# What the task requires:
Pull out of the data below the stretch of lines bounded by the one containing "the host uses" and the one containing "pub use sim::SimPin;", both bounds included, unchanged.

[[ Extracted entries, beginning ]]

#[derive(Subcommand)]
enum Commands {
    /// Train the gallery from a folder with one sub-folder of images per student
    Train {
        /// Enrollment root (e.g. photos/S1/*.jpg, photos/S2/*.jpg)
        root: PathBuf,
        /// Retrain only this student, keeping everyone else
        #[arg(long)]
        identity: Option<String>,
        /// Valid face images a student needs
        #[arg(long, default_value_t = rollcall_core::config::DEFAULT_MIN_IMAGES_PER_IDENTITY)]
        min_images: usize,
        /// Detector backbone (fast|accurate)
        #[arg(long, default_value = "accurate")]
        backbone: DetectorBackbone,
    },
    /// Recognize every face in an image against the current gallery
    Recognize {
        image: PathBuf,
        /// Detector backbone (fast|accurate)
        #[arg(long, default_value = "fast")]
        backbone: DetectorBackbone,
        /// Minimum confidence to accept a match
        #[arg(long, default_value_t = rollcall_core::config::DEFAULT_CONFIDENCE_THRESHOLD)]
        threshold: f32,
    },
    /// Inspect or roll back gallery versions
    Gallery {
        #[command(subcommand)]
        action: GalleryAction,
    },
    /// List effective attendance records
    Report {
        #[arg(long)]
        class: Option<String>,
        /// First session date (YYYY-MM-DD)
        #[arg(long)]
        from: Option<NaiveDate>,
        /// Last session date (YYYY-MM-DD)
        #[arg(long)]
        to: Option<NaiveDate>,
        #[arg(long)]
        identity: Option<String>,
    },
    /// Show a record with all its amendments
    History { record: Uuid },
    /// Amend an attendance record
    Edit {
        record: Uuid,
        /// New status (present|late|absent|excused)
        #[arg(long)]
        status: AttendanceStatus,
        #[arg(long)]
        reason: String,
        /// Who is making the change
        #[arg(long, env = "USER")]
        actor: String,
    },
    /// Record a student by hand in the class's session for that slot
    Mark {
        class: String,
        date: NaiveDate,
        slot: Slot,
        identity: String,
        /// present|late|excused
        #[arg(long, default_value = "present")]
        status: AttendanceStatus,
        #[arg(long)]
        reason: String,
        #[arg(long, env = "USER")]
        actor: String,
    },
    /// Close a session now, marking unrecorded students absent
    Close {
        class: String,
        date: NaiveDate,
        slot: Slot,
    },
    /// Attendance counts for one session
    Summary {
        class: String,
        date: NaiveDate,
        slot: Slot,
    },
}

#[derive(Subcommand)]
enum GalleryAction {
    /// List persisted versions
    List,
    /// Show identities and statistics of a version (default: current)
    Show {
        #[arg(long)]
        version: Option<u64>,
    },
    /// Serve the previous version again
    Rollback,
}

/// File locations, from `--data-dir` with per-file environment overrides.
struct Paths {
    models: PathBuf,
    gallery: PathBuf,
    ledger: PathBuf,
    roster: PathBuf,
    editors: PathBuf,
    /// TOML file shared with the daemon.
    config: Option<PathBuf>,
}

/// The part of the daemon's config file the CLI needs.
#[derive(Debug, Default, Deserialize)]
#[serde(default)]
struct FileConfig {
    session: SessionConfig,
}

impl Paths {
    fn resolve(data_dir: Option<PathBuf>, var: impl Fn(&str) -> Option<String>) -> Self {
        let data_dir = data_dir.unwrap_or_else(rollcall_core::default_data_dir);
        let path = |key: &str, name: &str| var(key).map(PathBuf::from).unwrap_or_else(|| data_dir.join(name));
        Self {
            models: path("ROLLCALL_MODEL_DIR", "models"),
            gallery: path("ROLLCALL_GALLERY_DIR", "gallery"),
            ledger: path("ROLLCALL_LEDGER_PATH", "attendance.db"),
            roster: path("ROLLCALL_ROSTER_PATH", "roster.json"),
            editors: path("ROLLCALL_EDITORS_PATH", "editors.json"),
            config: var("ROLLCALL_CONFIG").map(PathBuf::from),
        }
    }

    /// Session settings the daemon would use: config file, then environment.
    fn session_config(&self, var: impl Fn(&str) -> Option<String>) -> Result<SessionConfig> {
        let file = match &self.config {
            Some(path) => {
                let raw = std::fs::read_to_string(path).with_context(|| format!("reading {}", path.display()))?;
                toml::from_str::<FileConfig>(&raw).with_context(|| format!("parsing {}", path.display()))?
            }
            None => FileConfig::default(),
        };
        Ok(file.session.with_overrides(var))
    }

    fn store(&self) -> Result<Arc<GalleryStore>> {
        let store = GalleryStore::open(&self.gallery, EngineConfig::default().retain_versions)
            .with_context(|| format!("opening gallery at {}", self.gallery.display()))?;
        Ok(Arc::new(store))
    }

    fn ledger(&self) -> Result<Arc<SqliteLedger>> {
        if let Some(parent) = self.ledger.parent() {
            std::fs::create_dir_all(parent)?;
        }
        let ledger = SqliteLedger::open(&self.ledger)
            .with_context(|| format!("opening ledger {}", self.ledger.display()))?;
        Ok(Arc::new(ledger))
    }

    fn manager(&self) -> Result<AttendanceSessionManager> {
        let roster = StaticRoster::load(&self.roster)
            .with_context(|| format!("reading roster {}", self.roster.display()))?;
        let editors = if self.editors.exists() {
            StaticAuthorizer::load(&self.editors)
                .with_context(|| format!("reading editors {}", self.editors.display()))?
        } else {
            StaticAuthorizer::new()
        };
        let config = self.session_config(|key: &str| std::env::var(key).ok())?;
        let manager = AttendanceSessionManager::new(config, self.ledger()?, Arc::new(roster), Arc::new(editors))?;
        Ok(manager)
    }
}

[[ Extracted entries, end ]]
[[ Extracted entries, beginning ]]

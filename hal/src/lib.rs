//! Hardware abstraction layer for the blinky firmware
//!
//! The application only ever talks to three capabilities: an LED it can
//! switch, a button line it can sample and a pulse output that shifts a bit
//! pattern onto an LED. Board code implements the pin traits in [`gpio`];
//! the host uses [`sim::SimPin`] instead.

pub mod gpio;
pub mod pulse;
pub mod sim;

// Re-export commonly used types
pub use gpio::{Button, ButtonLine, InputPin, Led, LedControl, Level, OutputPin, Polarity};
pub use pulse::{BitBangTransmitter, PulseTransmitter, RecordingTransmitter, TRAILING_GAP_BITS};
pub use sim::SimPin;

[[ Extracted entries, end ]]
[[ Extracted entries, beginning ]]

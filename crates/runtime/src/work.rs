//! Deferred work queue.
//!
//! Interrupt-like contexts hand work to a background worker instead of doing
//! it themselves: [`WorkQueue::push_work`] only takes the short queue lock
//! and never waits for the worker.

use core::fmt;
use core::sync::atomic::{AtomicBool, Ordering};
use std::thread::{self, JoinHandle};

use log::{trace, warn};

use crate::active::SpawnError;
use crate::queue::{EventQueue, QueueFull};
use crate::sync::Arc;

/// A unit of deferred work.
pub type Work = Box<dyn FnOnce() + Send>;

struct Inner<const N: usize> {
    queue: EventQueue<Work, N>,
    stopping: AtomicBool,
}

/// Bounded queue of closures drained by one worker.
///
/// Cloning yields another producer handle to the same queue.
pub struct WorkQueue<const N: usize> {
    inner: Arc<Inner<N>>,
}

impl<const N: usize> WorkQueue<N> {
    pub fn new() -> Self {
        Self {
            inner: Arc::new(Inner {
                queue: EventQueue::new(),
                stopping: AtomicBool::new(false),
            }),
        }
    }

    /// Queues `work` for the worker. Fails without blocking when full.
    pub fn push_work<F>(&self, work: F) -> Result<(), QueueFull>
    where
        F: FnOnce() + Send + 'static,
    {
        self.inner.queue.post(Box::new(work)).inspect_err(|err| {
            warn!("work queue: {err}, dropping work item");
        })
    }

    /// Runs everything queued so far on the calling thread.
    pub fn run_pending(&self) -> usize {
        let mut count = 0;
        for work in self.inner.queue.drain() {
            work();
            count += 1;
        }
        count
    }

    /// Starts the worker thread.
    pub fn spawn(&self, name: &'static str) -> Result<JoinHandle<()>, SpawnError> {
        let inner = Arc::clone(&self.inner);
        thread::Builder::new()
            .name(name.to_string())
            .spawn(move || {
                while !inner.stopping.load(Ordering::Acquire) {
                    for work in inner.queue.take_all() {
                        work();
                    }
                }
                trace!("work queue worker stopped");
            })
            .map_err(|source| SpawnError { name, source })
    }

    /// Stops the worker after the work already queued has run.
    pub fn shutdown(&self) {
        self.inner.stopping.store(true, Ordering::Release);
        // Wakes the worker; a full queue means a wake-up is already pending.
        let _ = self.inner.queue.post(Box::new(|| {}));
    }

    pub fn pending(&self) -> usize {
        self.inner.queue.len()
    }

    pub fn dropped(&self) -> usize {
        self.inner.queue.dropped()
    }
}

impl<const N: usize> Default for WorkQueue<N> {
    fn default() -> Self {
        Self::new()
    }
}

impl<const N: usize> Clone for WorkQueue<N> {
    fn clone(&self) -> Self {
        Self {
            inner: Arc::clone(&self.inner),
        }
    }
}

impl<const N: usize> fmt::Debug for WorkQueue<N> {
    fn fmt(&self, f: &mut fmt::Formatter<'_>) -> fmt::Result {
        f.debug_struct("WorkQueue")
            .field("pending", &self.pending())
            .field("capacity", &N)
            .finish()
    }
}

[[ Extracted entries, end ]]

# Solution:
//! the host uses [`sim::SimPin`] instead.

pub mod gpio;
pub mod pulse;
pub mod sim;

// Re-export commonly used types
pub use gpio::{Button, ButtonLine, InputPin, Led, LedControl, Level, OutputPin, Polarity};
pub use pulse::{BitBangTransmitter, PulseTransmitter, RecordingTransmitter, TRAILING_GAP_BITS};
pub use sim::SimPin;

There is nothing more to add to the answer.